Firstly, materials are changing; wherein stone, and stone-like aesthetics, with porcelain and quartz now being part of sinks and basins, especially in integrated models. Bathrooms now feature all-in-one looks with quartz, concrete and other, solid-surface materials, giving them a contemporary kitchen-like look that’s seamless and crisp.

Manufacturers are now featuring Stone Basins on their website, with some, like Italy’s Antoniolupi setting the trend with designs like the Controverso, a marble sink featuring a ribbed look, with a linear pedestal and a front that is rounded and irregular with uneven with a torn look, used to break up the very linear aesthetic of the back end of the sink.

In design, curves are used to break up linear spaces. In bathrooms, vessels are used to disrupt the plane of a counter. Though some of the newer sink designs don’t sit on the traditional counter, but on their own pedestals.

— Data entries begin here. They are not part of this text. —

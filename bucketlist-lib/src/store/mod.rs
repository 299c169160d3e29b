//! Document store boundary
//!
//! The repository only ever reads one document, reads one collection, appends
//! to a collection, merges into a document or deletes one. [`DocumentStore`]
//! is exactly that surface, with an in-memory implementation for tests and
//! offline use and a Firestore REST implementation for the real backend.

mod firestore;
mod memory;

pub use firestore::*;
pub use memory::*;

use async_trait::async_trait;

use crate::error::Error;
use crate::model::Fields;
use crate::path::CollectionPath;
use crate::path::DocumentPath;

/// A document read from a collection.
#[derive(Debug, Clone, PartialEq)]
pub struct Document {
    /// The document id (last path segment).
    pub id: String,
    /// The document's fields.
    pub fields: Fields,
}

/// Read/write access to a hierarchical document database.
#[async_trait]
pub trait DocumentStore: Send + Sync {
    /// Reads one document. Absent documents are `Ok(None)`.
    async fn get(&self, path: &DocumentPath) -> Result<Option<Fields>, Error>;

    /// Reads every document directly inside a collection.
    ///
    /// An empty or never-written collection yields an empty vector. Order is
    /// whatever the backend returns.
    async fn list(&self, collection: &CollectionPath) -> Result<Vec<Document>, Error>;

    /// Appends a document with a backend-assigned id and returns that id.
    async fn create(&self, collection: &CollectionPath, fields: Fields) -> Result<String, Error>;

    /// Merges `fields` into an existing document, leaving other fields alone.
    ///
    /// Fails with [`Error::NotFound`] if the document does not exist.
    async fn merge(&self, path: &DocumentPath, fields: Fields) -> Result<(), Error>;

    /// Deletes a document. Deleting an absent document succeeds.
    async fn delete(&self, path: &DocumentPath) -> Result<(), Error>;
}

The curviest looks in bathroom design however, are from bathtubs. Bathtubs range from the utilitarian architectural look to the aesthetical sculpture look, though most do share the freestanding aspect. Bathtubs are usually the centerpiece for bathrooms, assuming the bathroom has the necessary space for it. In rooms with little space to work with, the front shape of tubs have been toyed with, giving tubs a compressed or tucked in look.

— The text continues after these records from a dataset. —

//! Authentication error types

/// Errors that can occur while obtaining credentials for the store.
#[derive(Debug, thiserror::Error)]
pub enum AuthError {
    /// No token has been configured for the current session.
    #[error("No access token available")]
    MissingToken,

    /// Access token expired and could not be renewed.
    #[error("Token expired: {message}")]
    TokenExpired { message: String },

    /// Network error while fetching a token.
    #[error("Network error during auth: {0}")]
    Network(#[from] reqwest::Error),
}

Vanities on the other hand, have been lightening up, with washbasins with legs becoming popular. Vanities’ design trends shows a consideration for smaller space, with tighter, lighter designs for smaller bathroom spaces, featuring storage spaces and other practical considerations cleverly integrated into the design, sacrificing minimal utility for maximum space-saving.

Metals are now being mixed, unlike the older days, wherein mixing black metals with gold was seen as somewhat unthinkable.

The well-designed bathroom of today is unique, with personality, featuring all the technology available in storage, lighting and bathing.